**Exercise aim:**
The line containing "use tower_http::trace::TraceLayer;" marks the end: write out exactly every line from the first line of the data below through that line, and only those.

**Information shown:**

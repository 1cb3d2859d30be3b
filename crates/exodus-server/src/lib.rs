//! HTTP server for the Exodus resource store.
//!
//! Mounts the JSON API from `exodus-api` under `/api`, gated by bearer-token
//! authorization and wrapped in request tracing.

pub mod auth;
pub mod error;

pub use error::Error;

use std::{path::PathBuf, sync::Arc};

use axum::{Router, middleware};
use exodus_core::store::ResourceStore;
use serde::Deserialize;
use tower_http::trace::TraceLayer;

use auth::{AuthConfig, require_bearer};

// ─── Configuration ────────────────────────────────────────────────────────────

/// Runtime server configuration, deserialised from `config.toml` and
/// `EXODUS_*` environment variables.
#[derive(Deserialize, Clone, Debug)]
pub struct ServerConfig {
  pub host:          String,
  pub port:          u16,
  pub store_path:    PathBuf,
  /// SHA-256 hex digests of the accepted bearer tokens.
  #[serde(default)]
  pub token_digests: Vec<String>,
}

// ─── Application state ────────────────────────────────────────────────────────

/// Shared state the router is built from.
#[derive(Clone)]
pub struct AppState<S: ResourceStore> {
  pub store: Arc<S>,
  pub auth:  Arc<AuthConfig>,
}

// ─── Router ───────────────────────────────────────────────────────────────────

/// Build the server's axum [`Router`].
pub fn router<S>(state: AppState<S>) -> Router
where
  S: ResourceStore + 'static,
{
  Router::new()
    .nest("/api", exodus_api::api_router(state.store))
    .layer(middleware::from_fn_with_state(state.auth, require_bearer))
    .layer(TraceLayer::new_for_http())
}

// ─── Integration tests ────────────────────────────────────────────────────────

#[cfg(test)]
mod tests {
  use super::*;

  use axum::{
    body::Body,
    http::{Request, StatusCode, header},
    response::Response,
  };
  use exodus_store_sqlite::SqliteStore;
  use serde_json::{Value, json};
  use tower::ServiceExt as _;

  const TOKEN: &str = "test-token";

  async fn app() -> Router {
    let store = SqliteStore::open_in_memory().await.unwrap();
    router(AppState {
      store: Arc::new(store),
      auth:  Arc::new(AuthConfig::new([auth::digest_token(TOKEN)])),
    })
  }

  async fn send(app: &Router, method: &str, uri: &str, body: Option<Value>) -> Response {
    let mut builder = Request::builder()
      .method(method)
      .uri(uri)
      .header(header::AUTHORIZATION, format!("Bearer {TOKEN}"));
    let body = match body {
      Some(v) => {
        builder = builder.header(header::CONTENT_TYPE, "application/json");
        Body::from(v.to_string())
      }
      None => Body::empty(),
    };
    app
      .clone()
      .oneshot(builder.body(body).unwrap())
      .await
      .unwrap()
  }

  async fn json_body(res: Response) -> Value {
    let bytes = axum::body::to_bytes(res.into_body(), usize::MAX)
      .await
      .unwrap();
    serde_json::from_slice(&bytes).unwrap()
  }

  async fn create_identity(app: &Router, name: &str) -> i64 {
    let res = send(
      app,
      "POST",
      "/api/identities",
      Some(json!({ "name": name, "domain": "example.com" })),
    )
    .await;
    assert_eq!(res.status(), StatusCode::CREATED);
    json_body(res).await["id"].as_i64().unwrap()
  }

  async fn create_resource(app: &Router, identity_id: i64) -> i64 {
    let res = send(
      app,
      "POST",
      "/api/resources",
      Some(json!({ "identity_id": identity_id })),
    )
    .await;
    assert_eq!(res.status(), StatusCode::CREATED);
    json_body(res).await["id"].as_i64().unwrap()
  }

  // ── Auth ──────────────────────────────────────────────────────────────────

  #[tokio::test]
  async fn missing_token_is_unauthorized() {
    let app = app().await;
    let res = app
      .oneshot(
        Request::builder()
          .uri("/api/identities")
          .body(Body::empty())
          .unwrap(),
      )
      .await
      .unwrap();
    assert_eq!(res.status(), StatusCode::UNAUTHORIZED);
    assert_eq!(
      res.headers().get(header::WWW_AUTHENTICATE).unwrap(),
      "Bearer realm=\"exodus\""
    );
  }

  #[tokio::test]
  async fn wrong_token_is_unauthorized() {
    let app = app().await;
    let res = app
      .oneshot(
        Request::builder()
          .uri("/api/identities")
          .header(header::AUTHORIZATION, "Bearer nope")
          .body(Body::empty())
          .unwrap(),
      )
      .await
      .unwrap();
    assert_eq!(res.status(), StatusCode::UNAUTHORIZED);
    assert_eq!(json_body(res).await["error"], json!("unknown bearer token"));
  }

  // ── Identities ────────────────────────────────────────────────────────────

  #[tokio::test]
  async fn identity_projection_and_lookup() {
    let app = app().await;
    let id = create_identity(&app, "alice").await;

    let res = send(&app, "GET", &format!("/api/identities/{id}"), None).await;
    assert_eq!(res.status(), StatusCode::OK);
    assert_eq!(
      json_body(res).await,
      json!({ "id": id, "name": "alice", "domain": "example.com", "fqn": "alice@example.com" })
    );

    let res = send(&app, "GET", "/api/identities?fqn=alice@example.com", None).await;
    let found = json_body(res).await;
    assert_eq!(found.as_array().unwrap().len(), 1);
    assert_eq!(found[0]["id"], json!(id));

    let res = send(&app, "GET", "/api/identities?fqn=nobody@example.com", None).await;
    assert_eq!(json_body(res).await, json!([]));
  }

  #[tokio::test]
  async fn identity_errors_map_to_statuses() {
    let app = app().await;
    create_identity(&app, "alice").await;

    let dup = send(
      &app,
      "POST",
      "/api/identities",
      Some(json!({ "name": "alice", "domain": "example.com" })),
    )
    .await;
    assert_eq!(dup.status(), StatusCode::CONFLICT);

    let invalid = send(
      &app,
      "POST",
      "/api/identities",
      Some(json!({ "name": "", "domain": "example.com" })),
    )
    .await;
    assert_eq!(invalid.status(), StatusCode::BAD_REQUEST);

    let missing = send(&app, "GET", "/api/identities/999", None).await;
    assert_eq!(missing.status(), StatusCode::NOT_FOUND);

    let bad_fqn = send(&app, "GET", "/api/identities?fqn=alice", None).await;
    assert_eq!(bad_fqn.status(), StatusCode::BAD_REQUEST);
  }

  #[tokio::test]
  async fn malformed_requests_are_json_bad_requests() {
    let app = app().await;
    let owner = create_identity(&app, "alice").await;
    let id = create_resource(&app, owner).await;

    let cases = [
      ("POST", "/api/identities".to_owned(), Some(json!({ "name": 5 }))),
      ("GET", "/api/resources/abc".to_owned(), None),
      ("GET", format!("/api/resources/{id}/data/latest"), None),
      (
        "POST",
        format!("/api/resources/{id}/data"),
        Some(json!({ "attachment_type": "image", "data": {} })),
      ),
      (
        "POST",
        format!("/api/resources/{id}/attachments"),
        Some(json!({ "resource_type": "status", "data": {} })),
      ),
    ];
    for (method, uri, body) in cases {
      let res = send(&app, method, &uri, body).await;
      assert_eq!(res.status(), StatusCode::BAD_REQUEST, "{method} {uri}");
      assert_eq!(
        res.headers()[header::CONTENT_TYPE],
        "application/json",
        "{method} {uri}"
      );
      assert!(json_body(res).await["error"].is_string(), "{method} {uri}");
    }
  }

  // ── Resources ─────────────────────────────────────────────────────────────

  #[tokio::test]
  async fn empty_resource_document() {
    let app = app().await;
    let owner = create_identity(&app, "alice").await;
    let id = create_resource(&app, owner).await;

    let doc = json_body(send(&app, "GET", &format!("/api/resources/{id}"), None).await).await;
    assert_eq!(doc["current_version"], json!(0));
    assert_eq!(doc["data"], json!({}));
    assert_eq!(doc["identity_id"], json!(owner));
  }

  #[tokio::test]
  async fn appending_versions_advances_current_version() {
    let app = app().await;
    let owner = create_identity(&app, "alice").await;
    let id = create_resource(&app, owner).await;

    for text in ["hello", "hello, edited"] {
      let res = send(
        &app,
        "POST",
        &format!("/api/resources/{id}/data"),
        Some(json!({ "resource_type": "status", "data": { "text": text } })),
      )
      .await;
      assert_eq!(res.status(), StatusCode::CREATED);
    }

    let doc = json_body(send(&app, "GET", &format!("/api/resources/{id}"), None).await).await;
    assert_eq!(doc["current_version"], json!(2));
    assert_eq!(doc["data"]["1"]["data"]["text"], json!("hello"));
    assert_eq!(doc["data"]["2"]["data"]["text"], json!("hello, edited"));
    assert_eq!(doc["data"]["2"]["resource_type"], json!("status"));

    let v1 = send(&app, "GET", &format!("/api/resources/{id}/data/1"), None).await;
    assert_eq!(json_body(v1).await["version"], json!(1));

    let v9 = send(&app, "GET", &format!("/api/resources/{id}/data/9"), None).await;
    assert_eq!(v9.status(), StatusCode::NOT_FOUND);
  }

  #[tokio::test]
  async fn stale_append_is_a_conflict() {
    let app = app().await;
    let owner = create_identity(&app, "alice").await;
    let id = create_resource(&app, owner).await;
    let uri = format!("/api/resources/{id}/data");

    let first = send(
      &app,
      "POST",
      &uri,
      Some(json!({ "resource_type": "status", "data": {}, "expected_version": 0 })),
    )
    .await;
    assert_eq!(first.status(), StatusCode::CREATED);

    let stale = send(
      &app,
      "POST",
      &uri,
      Some(json!({ "resource_type": "status", "data": {}, "expected_version": 0 })),
    )
    .await;
    assert_eq!(stale.status(), StatusCode::CONFLICT);
  }

  #[tokio::test]
  async fn attachments_meta_and_edges() {
    let app = app().await;
    let alice = create_identity(&app, "alice").await;
    let bob = create_identity(&app, "bob").await;
    let r1 = create_resource(&app, alice).await;
    let r2 = create_resource(&app, bob).await;

    let res = send(
      &app,
      "POST",
      &format!("/api/resources/{r1}/attachments"),
      Some(json!({ "attachment_type": "image", "data": { "href": "cat.png" } })),
    )
    .await;
    assert_eq!(res.status(), StatusCode::CREATED);
    assert_eq!(json_body(res).await["attachments"]["1"]["attachment_type"], json!("image"));

    let res = send(
      &app,
      "POST",
      &format!("/api/resources/{r1}/references"),
      Some(json!({ "to_resource_id": r2, "position": 0 })),
    )
    .await;
    assert_eq!(res.status(), StatusCode::CREATED);

    let res = send(
      &app,
      "POST",
      &format!("/api/resources/{r1}/mentions"),
      Some(json!({ "identity_id": bob })),
    )
    .await;
    assert_eq!(res.status(), StatusCode::CREATED);
    assert_eq!(json_body(res).await["position"], json!(0));

    let res = send(
      &app,
      "PUT",
      &format!("/api/resources/{r1}/meta"),
      Some(json!({ "visibility": "public" })),
    )
    .await;
    let doc = json_body(res).await;
    assert_eq!(doc["meta"], json!({ "visibility": "public" }));
    assert_eq!(doc["references"], json!({ "0": r2 }));
    assert_eq!(doc["mentions"], json!({ "0": bob }));

    let incoming =
      json_body(send(&app, "GET", &format!("/api/resources/{r2}/referenced-from"), None).await)
        .await;
    assert_eq!(incoming[0]["from_resource_id"], json!(r1));

    let owned =
      json_body(send(&app, "GET", &format!("/api/identities/{alice}/resources"), None).await)
        .await;
    assert_eq!(owned.as_array().unwrap().len(), 1);
  }

  #[tokio::test]
  async fn delete_resource_then_identity() {
    let app = app().await;
    let owner = create_identity(&app, "alice").await;
    let id = create_resource(&app, owner).await;

    let blocked = send(&app, "DELETE", &format!("/api/identities/{owner}"), None).await;
    assert_eq!(blocked.status(), StatusCode::CONFLICT);

    let res = send(&app, "DELETE", &format!("/api/resources/{id}"), None).await;
    assert_eq!(res.status(), StatusCode::NO_CONTENT);
    let res = send(&app, "GET", &format!("/api/resources/{id}"), None).await;
    assert_eq!(res.status(), StatusCode::NOT_FOUND);

    let res = send(&app, "DELETE", &format!("/api/identities/{owner}"), None).await;
    assert_eq!(res.status(), StatusCode::NO_CONTENT);
  }
}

**Answer space:**
repository 1cb3d2859d30be3b
filename crates/exodus-server/src/lib.rs
//! HTTP server for the Exodus resource store.
//!
//! Mounts the JSON API from `exodus-api` under `/api`, gated by bearer-token
//! authorization and wrapped in request tracing.

pub mod auth;
pub mod error;

pub use error::Error;

use std::{path::PathBuf, sync::Arc};

use axum::{Router, middleware};
use exodus_core::store::ResourceStore;
use serde::Deserialize;
use tower_http::trace::TraceLayer;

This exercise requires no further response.